Miss Bates would hardly give Emma time to say how perfectly new this circumstance was to her; but as without supposing it possible that she could be ignorant of any of the particulars of Mr. Frank Churchill's going, she proceeded to give them all, it was of no consequence.
What Mr. Elton had learned from the ostler on the subject, being the accumulation of the ostler's own knowledge, and the knowledge of the servants at Randalls, was, that a messenger had come over from Richmond soon after the return of the party from Box Hill--which messenger, however, had been no more than was expected; and that Mr. Churchill had sent his nephew a few lines, containing, upon the whole, a tolerable account of Mrs. Churchill, and only wishing him not to delay coming back beyond the next morning early; but that Mr. Frank Churchill having resolved to go home directly, without waiting at all, and his horse seeming to have got a cold, Tom had been sent off immediately for the Crown chaise, and the ostler had stood out and seen it pass by, the boy going a good pace, and driving very steady.
There was nothing in all this either to astonish or interest, and it caught Emma's attention only as it united with the subject which already engaged her mind.
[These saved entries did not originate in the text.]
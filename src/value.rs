//! The closed set of value kinds an option can hold.
//!
//! Every kind has one canonical string form, produced by `Display`. Built-in
//! converters render through it, and the built-in parsers accept it back, so a
//! value written by a sink and read by a source comes back equal.

use std::fmt;

use chrono::{NaiveDate, NaiveDateTime, TimeDelta, Timelike};
use regex::Regex;
use rust_decimal::Decimal;

use crate::convert::Converter;

pub const DATE_FORMAT: &str = "%Y-%m-%d";
pub const DATETIME_FORMAT: &str = "%Y-%m-%dT%H:%M:%S";

/// A typed configuration value.
#[derive(Debug, Clone, PartialEq)]
pub enum Value {
    Bool(bool),
    Int(i64),
    Long(i128),
    Float(f64),
    Decimal(Decimal),
    Text(String),
    Date(NaiveDate),
    DateTime(NaiveDateTime),
    Duration(TimeDelta),
    Pattern(Pattern),
    /// A converter used as a value, identified by its registry id.
    Converter(Converter),
}

/// Tag for each [`Value`] variant. Converters are selected by kind.
#[derive(Debug, Clone, Copy, PartialEq, Eq, Hash)]
pub enum ValueKind {
    Bool,
    Int,
    Long,
    Float,
    Decimal,
    Text,
    Date,
    DateTime,
    Duration,
    Pattern,
    Converter,
}

impl fmt::Display for ValueKind {
    fn fmt(&self, f: &mut fmt::Formatter<'_>) -> fmt::Result {
        let name = match self {
            ValueKind::Bool => "bool",
            ValueKind::Int => "int",
            ValueKind::Long => "long",
            ValueKind::Float => "float",
            ValueKind::Decimal => "decimal",
            ValueKind::Text => "text",
            ValueKind::Date => "date",
            ValueKind::DateTime => "datetime",
            ValueKind::Duration => "duration",
            ValueKind::Pattern => "pattern",
            ValueKind::Converter => "converter",
        };
        f.write_str(name)
    }
}

impl Value {
    pub fn kind(&self) -> ValueKind {
        match self {
            Value::Bool(_) => ValueKind::Bool,
            Value::Int(_) => ValueKind::Int,
            Value::Long(_) => ValueKind::Long,
            Value::Float(_) => ValueKind::Float,
            Value::Decimal(_) => ValueKind::Decimal,
            Value::Text(_) => ValueKind::Text,
            Value::Date(_) => ValueKind::Date,
            Value::DateTime(_) => ValueKind::DateTime,
            Value::Duration(_) => ValueKind::Duration,
            Value::Pattern(_) => ValueKind::Pattern,
            Value::Converter(_) => ValueKind::Converter,
        }
    }

    pub fn as_bool(&self) -> Option<bool> {
        match self {
            Value::Bool(b) => Some(*b),
            _ => None,
        }
    }

    pub fn as_int(&self) -> Option<i64> {
        match self {
            Value::Int(i) => Some(*i),
            _ => None,
        }
    }

    pub fn as_long(&self) -> Option<i128> {
        match self {
            Value::Long(i) => Some(*i),
            Value::Int(i) => Some(i128::from(*i)),
            _ => None,
        }
    }

    pub fn as_float(&self) -> Option<f64> {
        match self {
            Value::Float(f) => Some(*f),
            _ => None,
        }
    }

    pub fn as_decimal(&self) -> Option<Decimal> {
        match self {
            Value::Decimal(d) => Some(*d),
            _ => None,
        }
    }

    pub fn as_str(&self) -> Option<&str> {
        match self {
            Value::Text(s) => Some(s),
            _ => None,
        }
    }

    pub fn as_date(&self) -> Option<NaiveDate> {
        match self {
            Value::Date(d) => Some(*d),
            _ => None,
        }
    }

    pub fn as_datetime(&self) -> Option<NaiveDateTime> {
        match self {
            Value::DateTime(dt) => Some(*dt),
            _ => None,
        }
    }

    pub fn as_duration(&self) -> Option<TimeDelta> {
        match self {
            Value::Duration(d) => Some(*d),
            _ => None,
        }
    }

    pub fn as_pattern(&self) -> Option<&Pattern> {
        match self {
            Value::Pattern(p) => Some(p),
            _ => None,
        }
    }

    pub fn as_converter(&self) -> Option<&Converter> {
        match self {
            Value::Converter(c) => Some(c),
            _ => None,
        }
    }
}

impl fmt::Display for Value {
    fn fmt(&self, f: &mut fmt::Formatter<'_>) -> fmt::Result {
        match self {
            Value::Bool(b) => write!(f, "{b}"),
            Value::Int(i) => write!(f, "{i}"),
            Value::Long(i) => write!(f, "{i}"),
            Value::Float(x) => write!(f, "{x}"),
            Value::Decimal(d) => write!(f, "{d}"),
            Value::Text(s) => f.write_str(s),
            Value::Date(d) => write!(f, "{}", d.format(DATE_FORMAT)),
            Value::DateTime(dt) => {
                if dt.nanosecond() / 1_000 == 0 {
                    write!(f, "{}", dt.format(DATETIME_FORMAT))
                } else {
                    write!(f, "{}{}", dt.format(DATETIME_FORMAT), dt.format("%.6f"))
                }
            }
            Value::Duration(d) => f.write_str(&format_duration(*d)),
            Value::Pattern(p) => f.write_str(p.as_str()),
            Value::Converter(c) => f.write_str(c.id()),
        }
    }
}

/// Render a duration as `D:HH:MM:SS`. Sub-second precision is dropped.
pub fn format_duration(d: TimeDelta) -> String {
    let total = d.num_seconds();
    let days = total.div_euclid(86_400);
    let rest = total.rem_euclid(86_400);
    format!(
        "{days}:{:02}:{:02}:{:02}",
        rest / 3_600,
        rest % 3_600 / 60,
        rest % 60
    )
}

/// A compiled regular expression. Two patterns are equal when their source
/// text is equal.
#[derive(Debug, Clone)]
pub struct Pattern(Regex);

impl Pattern {
    pub fn new(source: &str) -> Result<Self, regex::Error> {
        Regex::new(source).map(Pattern)
    }

    pub fn as_str(&self) -> &str {
        self.0.as_str()
    }

    pub fn regex(&self) -> &Regex {
        &self.0
    }
}

impl PartialEq for Pattern {
    fn eq(&self, other: &Self) -> bool {
        self.as_str() == other.as_str()
    }
}

impl From<Regex> for Pattern {
    fn from(regex: Regex) -> Self {
        Pattern(regex)
    }
}

impl From<bool> for Value {
    fn from(v: bool) -> Self {
        Value::Bool(v)
    }
}

impl From<i32> for Value {
    fn from(v: i32) -> Self {
        Value::Int(i64::from(v))
    }
}

impl From<i64> for Value {
    fn from(v: i64) -> Self {
        Value::Int(v)
    }
}

impl From<i128> for Value {
    fn from(v: i128) -> Self {
        Value::Long(v)
    }
}

impl From<f64> for Value {
    fn from(v: f64) -> Self {
        Value::Float(v)
    }
}

impl From<Decimal> for Value {
    fn from(v: Decimal) -> Self {
        Value::Decimal(v)
    }
}

impl From<&str> for Value {
    fn from(v: &str) -> Self {
        Value::Text(v.to_string())
    }
}

impl From<String> for Value {
    fn from(v: String) -> Self {
        Value::Text(v)
    }
}

impl From<NaiveDate> for Value {
    fn from(v: NaiveDate) -> Self {
        Value::Date(v)
    }
}

impl From<NaiveDateTime> for Value {
    fn from(v: NaiveDateTime) -> Self {
        Value::DateTime(v)
    }
}

impl From<TimeDelta> for Value {
    fn from(v: TimeDelta) -> Self {
        Value::Duration(v)
    }
}

impl From<Pattern> for Value {
    fn from(v: Pattern) -> Self {
        Value::Pattern(v)
    }
}

impl From<Regex> for Value {
    fn from(v: Regex) -> Self {
        Value::Pattern(Pattern(v))
    }
}

impl From<Converter> for Value {
    fn from(v: Converter) -> Self {
        Value::Converter(v)
    }
}

#[cfg(test)]
mod tests {
    use super::*;

    #[test]
    fn datetime_renders_without_fraction_when_whole_seconds() {
        let dt = NaiveDate::from_ymd_opt(2011, 5, 4)
            .unwrap()
            .and_hms_opt(15, 10, 0)
            .unwrap();
        assert_eq!(Value::DateTime(dt).to_string(), "2011-05-04T15:10:00");
    }

    #[test]
    fn datetime_renders_microseconds() {
        let dt = NaiveDate::from_ymd_opt(2011, 5, 4)
            .unwrap()
            .and_hms_micro_opt(15, 10, 0, 250)
            .unwrap();
        assert_eq!(Value::DateTime(dt).to_string(), "2011-05-04T15:10:00.000250");
    }

    #[test]
    fn duration_renders_compact_form() {
        let d = TimeDelta::try_seconds(2 * 86_400 + 3 * 3_600 + 4 * 60 + 5).unwrap();
        assert_eq!(format_duration(d), "2:03:04:05");
    }

    #[test]
    fn negative_duration_keeps_positive_clock_part() {
        let d = TimeDelta::try_seconds(-60).unwrap();
        assert_eq!(format_duration(d), "-1:23:59:00");
    }

    #[test]
    fn patterns_compare_by_source() {
        let a = Pattern::new(r"\w+").unwrap();
        let b = Pattern::new(r"\w+").unwrap();
        let c = Pattern::new(r"\d+").unwrap();
        assert_eq!(a, b);
        assert_ne!(a, c);
    }

    #[test]
    fn kind_tags_match_variants() {
        assert_eq!(Value::from(1).kind(), ValueKind::Int);
        assert_eq!(Value::from(1i128).kind(), ValueKind::Long);
        assert_eq!(Value::from("x").kind(), ValueKind::Text);
        assert_eq!(Value::from(1.5).kind(), ValueKind::Float);
    }

    #[test]
    fn as_long_widens_int() {
        assert_eq!(Value::Int(7).as_long(), Some(7));
        assert_eq!(Value::Text("7".into()).as_long(), None);
    }
}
The contrast between Mrs. Churchill's importance in the world, and Jane Fairfax's, struck her; one was every thing, the other nothing--and she sat musing on the difference of woman's destiny, and quite unconscious on what her eyes were fixed, till roused by Miss Bates's saying, "Aye, I see what you are thinking of, the pianoforte. What is to become of that?--Very true. Poor dear Jane was talking of it just now.--
`You must go,' said she. `You and I must part. You will have no business here.--Let it stay, however,' said she; `give it houseroom till Colonel Campbell comes back. I shall talk about it to him; he will settle for me; he will help me out of all my difficulties.'--
And to this day, I do believe, she knows not whether it was his present or his daughter's."
Now Emma was obliged to think of the pianoforte; and the remembrance of all her former fanciful and unfair conjectures was so little pleasing, that she soon allowed herself to believe her visit had been long enough; and, with a repetition of every thing that she could venture to say of the good wishes which she really felt, took leave.